Maybank first quarter PBT up 13.7% to RM2.56b
28 May 2018
- Net fee based and fund based income higher by 12.6% and 2.9% respectively
- Net operating income increases 5.4% Y-o-Y to RM5.83 billion
- PPOP grows 10.8% Y-o-Y on the back of sound cost management
- Profit before tax rises 13.7% to RM2.56 billion
- Net profit increases 9.9% to RM1.87 billion
- Group loans and deposits increase 1.5% and 4.7% Y-o-Y respectively
- Net impairment losses reduced by 7.7%
- Healthy liquidity risk indicators with Group LCR at 153.3% and Group LDR at 92.5%
- Robust capital position: 18.48% total capital ratio & 13.73% fully loaded CET1 ratio
Kuala Lumpur - Maybank, South East Asia’s fourth largest bank by assets, today said that profit before tax (PBT) for the first quarter ended 31 March 2018 rose 13.7% to RM2.56 billion from RM2.25 billion a year earlier, buoyed by higher fund and fee based income as well as a continued decline in impairments. Net profit rose 9.9% to RM1.87 billion from the RM1.70 billion recorded in the corresponding period last year.
Net operating income for the first quarter came in at RM5.83 billion, which was 5.4% higher than a year earlier.
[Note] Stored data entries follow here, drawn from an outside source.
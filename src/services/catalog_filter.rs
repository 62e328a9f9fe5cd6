//! Filtros y búsqueda del catálogo
//!
//! Composición conjuntiva de predicados sobre marca, año mínimo, precio máximo
//! y texto libre. Todo filtro vacío significa "sin restricción".

use serde::{Deserialize, Serialize};
use std::collections::BTreeMap;

use crate::models::vehicle::Vehicle;
use crate::utils::validation::{parse_threshold, sanitize_digits};

/// Filtros estructurados de la barra de filtros
#[derive(Debug, Clone, Default, PartialEq, Eq, Serialize, Deserialize)]
#[serde(default)]
pub struct CatalogFilters {
    pub make: String,
    /// Año mínimo ("desde")
    pub year: String,
    /// Precio máximo ("hasta")
    pub price: String,
}

impl CatalogFilters {
    pub fn set_make(&mut self, make: &str) {
        self.make = make.to_string();
    }

    pub fn set_year(&mut self, year: &str) {
        self.year = sanitize_digits(year);
    }

    pub fn set_price(&mut self, price: &str) {
        self.price = sanitize_digits(price);
    }

    /// "Limpiar Filtros": los tres a la vez; la búsqueda no se toca
    pub fn reset(&mut self) {
        *self = Self::default();
    }

    pub fn is_empty(&self) -> bool {
        self.make.trim().is_empty() && self.year.trim().is_empty() && self.price.trim().is_empty()
    }

    pub fn matches(&self, vehicle: &Vehicle) -> bool {
        let make = self.make.trim().to_lowercase();
        if !make.is_empty() && !vehicle.make.to_lowercase().contains(&make) {
            return false;
        }

        if let Some(min_year) = parse_threshold(&self.year) {
            if i64::from(vehicle.year) < min_year {
                return false;
            }
        }

        if let Some(max_price) = parse_threshold(&self.price) {
            if vehicle.price > max_price {
                return false;
            }
        }

        true
    }
}

/// El término coincide si es subcadena (sin distinguir mayúsculas) de marca,
/// modelo, descripción o "marca modelo"
pub fn matches_search(vehicle: &Vehicle, term: &str) -> bool {
    let term = term.trim().to_lowercase();
    if term.is_empty() {
        return true;
    }

    [
        vehicle.make.to_lowercase(),
        vehicle.model.to_lowercase(),
        vehicle.description.to_lowercase(),
        vehicle.title().to_lowercase(),
    ]
    .iter()
    .any(|field| field.contains(&term))
}

/// Subconjunto del catálogo que cumple filtros y búsqueda, en el orden original
pub fn filter_catalog<'a>(vehicles: &'a [Vehicle], filters: &CatalogFilters, search: &str) -> Vec<&'a Vehicle> {
    vehicles
        .iter()
        .filter(|vehicle| filters.matches(vehicle) && matches_search(vehicle, search))
        .collect()
}

/// Marcas distintas del catálogo, ordenadas (select de marca y sugerencias del formulario)
pub fn brands(vehicles: &[Vehicle]) -> Vec<String> {
    let mut unique: BTreeMap<String, String> = BTreeMap::new();
    for vehicle in vehicles {
        let make = vehicle.make.trim();
        if !make.is_empty() {
            unique.entry(make.to_lowercase()).or_insert_with(|| make.to_string());
        }
    }
    unique.into_values().collect()
}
This was on the back of a strong 12.6% increase in net fee based income to RM1.59 billion from RM1.41 billion, and a 2.9% rise in net fund based income to RM4.24 billion from RM4.12 billion a year earlier.
Sustained efforts in cost management meanwhile, resulted in the Group’s cost-to-income ratio improving further to 47.6% from 50.1% a year earlier, as income growth outpaced overheads growth for the quarter.
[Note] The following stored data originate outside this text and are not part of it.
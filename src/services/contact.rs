//! Enlaces de contacto por WhatsApp

/// Número por defecto de la concesionaria
pub const DEFAULT_CONTACT_PHONE: &str = "5492284635692";

fn whatsapp_link(phone: &str, message: &str) -> String {
    format!("https://wa.me/{}?text={}", phone, urlencoding::encode(message))
}

/// Enlace con mensaje precargado sobre un vehículo
pub fn vehicle_contact_link(phone: &str, make: &str, model: &str) -> String {
    whatsapp_link(phone, &format!("Hola, estoy interesado en el {} {}.", make, model))
}

/// Enlace de contacto general
pub fn general_contact_link(phone: &str) -> String {
    whatsapp_link(phone, "Hola, estoy interesado en sus vehículos.")
}

#[cfg(test)]
mod tests {
    use super::*;

    #[test]
    fn test_vehicle_link_is_encoded() {
        let link = vehicle_contact_link(DEFAULT_CONTACT_PHONE, "Citroën", "C3");
        assert_eq!(
            link,
            "https://wa.me/5492284635692?text=Hola%2C%20estoy%20interesado%20en%20el%20Citro%C3%ABn%20C3."
        );
    }

    #[test]
    fn test_general_link() {
        let link = general_contact_link("123");
        assert!(link.starts_with("https://wa.me/123?text=Hola%2C"));
        assert!(link.contains("veh%C3%ADculos"));
    }
}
The higher revenue coupled with marginally lower costs helped lift the Group’s pre-provisioning operating profit (PPOP) by 10.8% to RM3.05 billion compared to 1QFY17.
Maybank’s Malaysian operations recorded a strong 6.7% year-on-year (Y-o-Y) increase in loans for the first quarter while both its Singapore and Indonesia operations also posted healthy increases, growing 5.5% and 2.9% respectively. On a Group basis, loans expanded 1.5% Y-o-Y.
Meanwhile, gross deposits surged 11.5% in the Group’s Malaysian operations, followed by Singapore and Indonesia which expanded 3.6% and 2.6% respectively. On a Group basis, deposits expanded 4.7% Y-o-Y to RM532.1 billion.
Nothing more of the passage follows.